→ Problem to solve:
Go line by line through the records below. Copy whichever lines contain the string "unsupported".

→ Dataset content:
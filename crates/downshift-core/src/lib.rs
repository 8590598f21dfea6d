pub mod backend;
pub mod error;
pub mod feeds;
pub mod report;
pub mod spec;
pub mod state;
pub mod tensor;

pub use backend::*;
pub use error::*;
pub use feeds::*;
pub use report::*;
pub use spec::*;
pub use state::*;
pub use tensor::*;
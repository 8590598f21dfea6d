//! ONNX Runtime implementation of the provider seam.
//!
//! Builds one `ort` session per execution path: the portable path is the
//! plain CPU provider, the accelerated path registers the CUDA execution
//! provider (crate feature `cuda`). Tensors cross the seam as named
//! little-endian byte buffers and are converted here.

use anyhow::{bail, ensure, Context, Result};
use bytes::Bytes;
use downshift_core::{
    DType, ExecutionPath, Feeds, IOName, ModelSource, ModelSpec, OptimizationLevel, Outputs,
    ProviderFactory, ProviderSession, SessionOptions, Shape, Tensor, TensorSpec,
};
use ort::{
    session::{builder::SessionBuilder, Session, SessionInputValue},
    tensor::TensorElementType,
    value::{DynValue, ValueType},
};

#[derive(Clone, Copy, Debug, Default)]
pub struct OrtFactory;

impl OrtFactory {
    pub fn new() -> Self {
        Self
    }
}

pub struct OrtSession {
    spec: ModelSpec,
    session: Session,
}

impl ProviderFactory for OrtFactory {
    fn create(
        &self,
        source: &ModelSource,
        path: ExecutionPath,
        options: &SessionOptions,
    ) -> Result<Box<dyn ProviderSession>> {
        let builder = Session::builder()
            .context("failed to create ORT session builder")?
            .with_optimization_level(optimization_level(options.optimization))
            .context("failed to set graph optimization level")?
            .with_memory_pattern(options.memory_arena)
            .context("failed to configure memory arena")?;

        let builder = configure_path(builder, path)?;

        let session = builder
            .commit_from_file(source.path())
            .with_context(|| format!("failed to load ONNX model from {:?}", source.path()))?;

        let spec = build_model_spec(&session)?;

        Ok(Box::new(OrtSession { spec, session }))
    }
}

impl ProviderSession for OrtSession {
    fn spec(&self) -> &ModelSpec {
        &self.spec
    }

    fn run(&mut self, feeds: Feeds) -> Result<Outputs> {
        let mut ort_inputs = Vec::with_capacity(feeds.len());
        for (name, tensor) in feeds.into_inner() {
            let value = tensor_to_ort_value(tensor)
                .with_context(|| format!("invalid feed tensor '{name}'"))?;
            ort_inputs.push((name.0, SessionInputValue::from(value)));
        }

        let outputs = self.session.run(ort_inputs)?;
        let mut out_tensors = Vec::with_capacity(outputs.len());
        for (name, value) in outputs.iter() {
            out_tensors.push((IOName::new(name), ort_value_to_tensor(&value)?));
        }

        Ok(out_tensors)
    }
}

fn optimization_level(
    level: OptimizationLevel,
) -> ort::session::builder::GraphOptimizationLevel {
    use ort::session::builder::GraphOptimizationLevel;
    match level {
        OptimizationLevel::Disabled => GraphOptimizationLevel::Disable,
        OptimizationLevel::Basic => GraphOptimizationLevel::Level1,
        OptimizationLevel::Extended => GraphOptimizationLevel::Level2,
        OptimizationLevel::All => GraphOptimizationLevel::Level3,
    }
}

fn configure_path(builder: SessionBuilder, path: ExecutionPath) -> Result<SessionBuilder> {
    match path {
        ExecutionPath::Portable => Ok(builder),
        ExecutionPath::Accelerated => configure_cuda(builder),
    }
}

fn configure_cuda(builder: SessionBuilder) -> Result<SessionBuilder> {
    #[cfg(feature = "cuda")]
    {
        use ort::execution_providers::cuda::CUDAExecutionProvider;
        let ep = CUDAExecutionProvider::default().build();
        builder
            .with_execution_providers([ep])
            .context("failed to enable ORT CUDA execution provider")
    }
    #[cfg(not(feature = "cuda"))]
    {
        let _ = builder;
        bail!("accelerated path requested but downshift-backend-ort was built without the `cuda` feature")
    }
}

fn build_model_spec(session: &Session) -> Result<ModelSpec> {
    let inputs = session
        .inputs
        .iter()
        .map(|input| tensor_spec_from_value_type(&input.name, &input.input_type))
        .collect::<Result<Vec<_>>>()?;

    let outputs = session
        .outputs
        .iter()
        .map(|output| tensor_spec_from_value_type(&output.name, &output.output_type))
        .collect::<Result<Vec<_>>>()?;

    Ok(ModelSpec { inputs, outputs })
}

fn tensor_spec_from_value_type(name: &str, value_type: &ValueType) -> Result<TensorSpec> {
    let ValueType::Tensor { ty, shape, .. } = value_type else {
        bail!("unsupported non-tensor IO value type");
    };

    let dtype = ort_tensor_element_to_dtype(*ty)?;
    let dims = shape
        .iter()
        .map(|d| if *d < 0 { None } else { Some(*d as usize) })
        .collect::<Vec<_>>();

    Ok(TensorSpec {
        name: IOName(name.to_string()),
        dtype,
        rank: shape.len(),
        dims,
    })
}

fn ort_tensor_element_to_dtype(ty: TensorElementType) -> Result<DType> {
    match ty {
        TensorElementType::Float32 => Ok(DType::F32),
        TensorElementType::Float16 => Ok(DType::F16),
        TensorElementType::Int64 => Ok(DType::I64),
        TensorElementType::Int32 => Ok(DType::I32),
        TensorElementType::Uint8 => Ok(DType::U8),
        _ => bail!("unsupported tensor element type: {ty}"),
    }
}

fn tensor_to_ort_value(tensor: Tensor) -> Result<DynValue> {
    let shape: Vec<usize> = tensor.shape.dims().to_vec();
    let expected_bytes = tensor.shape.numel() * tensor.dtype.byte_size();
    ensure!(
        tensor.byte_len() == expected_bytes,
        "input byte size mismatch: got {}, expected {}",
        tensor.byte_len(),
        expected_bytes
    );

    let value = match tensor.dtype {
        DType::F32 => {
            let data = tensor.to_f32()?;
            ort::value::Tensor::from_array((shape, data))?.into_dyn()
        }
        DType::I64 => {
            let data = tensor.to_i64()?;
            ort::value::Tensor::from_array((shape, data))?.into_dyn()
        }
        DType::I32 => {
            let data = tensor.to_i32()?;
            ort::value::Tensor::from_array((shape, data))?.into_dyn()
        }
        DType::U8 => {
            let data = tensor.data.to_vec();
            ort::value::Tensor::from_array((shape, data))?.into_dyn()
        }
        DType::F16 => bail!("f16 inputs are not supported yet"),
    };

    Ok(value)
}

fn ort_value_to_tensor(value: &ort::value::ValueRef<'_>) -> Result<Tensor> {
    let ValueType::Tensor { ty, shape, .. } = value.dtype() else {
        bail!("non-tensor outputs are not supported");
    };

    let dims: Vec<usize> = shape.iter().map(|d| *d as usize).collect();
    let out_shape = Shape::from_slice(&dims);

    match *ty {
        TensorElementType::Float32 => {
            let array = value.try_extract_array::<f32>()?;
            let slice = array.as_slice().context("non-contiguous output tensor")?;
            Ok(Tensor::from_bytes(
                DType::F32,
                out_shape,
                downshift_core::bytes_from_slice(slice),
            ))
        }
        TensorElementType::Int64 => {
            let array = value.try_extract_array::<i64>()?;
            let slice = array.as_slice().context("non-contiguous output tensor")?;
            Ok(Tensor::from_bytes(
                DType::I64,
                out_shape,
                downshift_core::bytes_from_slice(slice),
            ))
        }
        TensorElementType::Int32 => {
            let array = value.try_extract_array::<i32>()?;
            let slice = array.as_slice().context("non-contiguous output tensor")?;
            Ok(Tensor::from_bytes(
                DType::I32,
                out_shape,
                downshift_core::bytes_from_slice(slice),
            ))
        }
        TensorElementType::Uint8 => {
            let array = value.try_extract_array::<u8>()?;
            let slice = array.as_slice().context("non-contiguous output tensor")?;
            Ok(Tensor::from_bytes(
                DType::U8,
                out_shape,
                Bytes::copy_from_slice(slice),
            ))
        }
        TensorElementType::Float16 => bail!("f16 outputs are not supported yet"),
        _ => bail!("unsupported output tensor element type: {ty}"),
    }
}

→ Reply to the task:
        bail!("unsupported non-tensor IO value type");
        _ => bail!("unsupported tensor element type: {ty}"),
        _ => bail!("unsupported output tensor element type: {ty}"),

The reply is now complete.